Among the entries, find the lines with the string "contains" and report them.

### Data shown

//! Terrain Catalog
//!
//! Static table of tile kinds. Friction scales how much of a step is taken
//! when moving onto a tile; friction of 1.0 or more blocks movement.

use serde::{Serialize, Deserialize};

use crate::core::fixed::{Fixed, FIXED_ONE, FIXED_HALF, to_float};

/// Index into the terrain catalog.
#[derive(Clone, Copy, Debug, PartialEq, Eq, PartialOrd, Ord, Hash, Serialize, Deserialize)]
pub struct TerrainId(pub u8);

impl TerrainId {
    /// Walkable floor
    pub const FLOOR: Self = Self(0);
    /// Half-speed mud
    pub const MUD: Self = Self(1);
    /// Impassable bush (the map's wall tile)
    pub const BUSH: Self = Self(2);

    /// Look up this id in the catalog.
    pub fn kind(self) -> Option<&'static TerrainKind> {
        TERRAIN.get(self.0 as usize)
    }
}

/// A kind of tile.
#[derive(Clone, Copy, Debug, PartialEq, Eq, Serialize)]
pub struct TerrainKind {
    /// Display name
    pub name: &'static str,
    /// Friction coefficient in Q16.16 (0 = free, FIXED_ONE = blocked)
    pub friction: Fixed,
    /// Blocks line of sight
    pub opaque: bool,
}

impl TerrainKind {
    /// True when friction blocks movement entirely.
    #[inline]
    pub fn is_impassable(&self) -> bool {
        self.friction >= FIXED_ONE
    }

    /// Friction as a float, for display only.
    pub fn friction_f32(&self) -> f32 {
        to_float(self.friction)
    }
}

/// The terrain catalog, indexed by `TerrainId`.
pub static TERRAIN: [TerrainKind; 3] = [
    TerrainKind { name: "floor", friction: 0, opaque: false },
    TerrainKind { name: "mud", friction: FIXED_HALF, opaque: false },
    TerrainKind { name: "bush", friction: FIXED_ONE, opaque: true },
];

######
### Data shown

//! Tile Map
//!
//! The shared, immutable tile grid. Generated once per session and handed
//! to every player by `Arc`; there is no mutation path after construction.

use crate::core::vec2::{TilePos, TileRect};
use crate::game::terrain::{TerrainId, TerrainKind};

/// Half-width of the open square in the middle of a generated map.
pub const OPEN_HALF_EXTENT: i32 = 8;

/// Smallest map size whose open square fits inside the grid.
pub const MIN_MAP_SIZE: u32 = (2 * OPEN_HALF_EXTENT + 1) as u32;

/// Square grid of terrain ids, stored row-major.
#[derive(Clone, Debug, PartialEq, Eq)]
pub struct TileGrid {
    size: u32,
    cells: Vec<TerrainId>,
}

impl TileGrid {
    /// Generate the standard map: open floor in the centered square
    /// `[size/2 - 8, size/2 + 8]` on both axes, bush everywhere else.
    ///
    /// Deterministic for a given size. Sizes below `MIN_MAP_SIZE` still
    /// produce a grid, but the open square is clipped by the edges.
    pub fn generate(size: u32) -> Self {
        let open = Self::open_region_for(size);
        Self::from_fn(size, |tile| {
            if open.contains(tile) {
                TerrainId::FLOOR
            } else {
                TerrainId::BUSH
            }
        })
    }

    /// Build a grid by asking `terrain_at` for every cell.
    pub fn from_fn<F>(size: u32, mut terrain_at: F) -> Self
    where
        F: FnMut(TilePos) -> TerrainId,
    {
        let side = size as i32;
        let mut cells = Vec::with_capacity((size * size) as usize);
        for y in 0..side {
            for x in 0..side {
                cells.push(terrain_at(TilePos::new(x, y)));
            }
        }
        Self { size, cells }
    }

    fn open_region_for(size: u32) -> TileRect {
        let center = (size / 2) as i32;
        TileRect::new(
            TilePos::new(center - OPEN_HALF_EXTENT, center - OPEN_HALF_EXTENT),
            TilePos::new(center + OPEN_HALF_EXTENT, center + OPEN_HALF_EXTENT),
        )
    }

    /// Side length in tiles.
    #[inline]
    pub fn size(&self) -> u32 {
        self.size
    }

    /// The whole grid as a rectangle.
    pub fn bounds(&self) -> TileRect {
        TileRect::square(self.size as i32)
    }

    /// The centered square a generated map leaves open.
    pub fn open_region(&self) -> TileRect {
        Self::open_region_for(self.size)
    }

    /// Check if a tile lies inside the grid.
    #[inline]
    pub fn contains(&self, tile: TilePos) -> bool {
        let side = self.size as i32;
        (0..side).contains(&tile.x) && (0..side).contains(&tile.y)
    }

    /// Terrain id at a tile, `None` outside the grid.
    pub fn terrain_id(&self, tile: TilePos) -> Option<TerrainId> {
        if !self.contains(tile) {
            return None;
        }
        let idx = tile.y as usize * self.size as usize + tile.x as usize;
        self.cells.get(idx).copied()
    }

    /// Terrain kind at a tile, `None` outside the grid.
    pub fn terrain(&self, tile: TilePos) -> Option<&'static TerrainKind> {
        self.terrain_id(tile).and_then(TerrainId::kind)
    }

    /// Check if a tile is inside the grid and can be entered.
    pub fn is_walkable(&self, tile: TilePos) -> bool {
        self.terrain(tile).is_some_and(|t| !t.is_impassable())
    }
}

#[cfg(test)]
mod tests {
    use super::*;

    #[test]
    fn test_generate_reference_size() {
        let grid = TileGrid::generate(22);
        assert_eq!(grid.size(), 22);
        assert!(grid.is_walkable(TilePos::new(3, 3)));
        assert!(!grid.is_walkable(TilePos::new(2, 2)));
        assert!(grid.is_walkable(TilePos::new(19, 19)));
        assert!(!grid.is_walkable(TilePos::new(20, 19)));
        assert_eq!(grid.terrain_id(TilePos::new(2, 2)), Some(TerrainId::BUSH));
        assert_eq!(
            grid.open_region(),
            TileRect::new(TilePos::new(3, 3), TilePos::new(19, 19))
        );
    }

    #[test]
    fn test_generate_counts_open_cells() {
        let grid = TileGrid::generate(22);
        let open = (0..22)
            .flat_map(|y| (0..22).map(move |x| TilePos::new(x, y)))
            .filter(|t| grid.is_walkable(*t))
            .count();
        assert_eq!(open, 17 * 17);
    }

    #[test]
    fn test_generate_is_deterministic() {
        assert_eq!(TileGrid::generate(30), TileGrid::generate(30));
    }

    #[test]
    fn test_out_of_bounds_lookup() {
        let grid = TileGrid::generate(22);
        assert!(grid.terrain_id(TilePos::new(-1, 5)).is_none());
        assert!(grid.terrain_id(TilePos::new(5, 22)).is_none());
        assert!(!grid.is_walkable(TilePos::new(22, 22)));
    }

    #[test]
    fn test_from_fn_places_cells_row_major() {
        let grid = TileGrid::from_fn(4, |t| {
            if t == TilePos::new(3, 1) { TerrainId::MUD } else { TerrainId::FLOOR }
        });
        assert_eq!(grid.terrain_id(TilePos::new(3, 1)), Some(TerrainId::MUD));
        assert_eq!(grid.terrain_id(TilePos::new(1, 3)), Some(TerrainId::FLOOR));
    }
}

######

Completed task:
            if open.contains(tile) {
    pub fn contains(&self, tile: TilePos) -> bool {
        (0..side).contains(&tile.x) && (0..side).contains(&tile.y)
        if !self.contains(tile) {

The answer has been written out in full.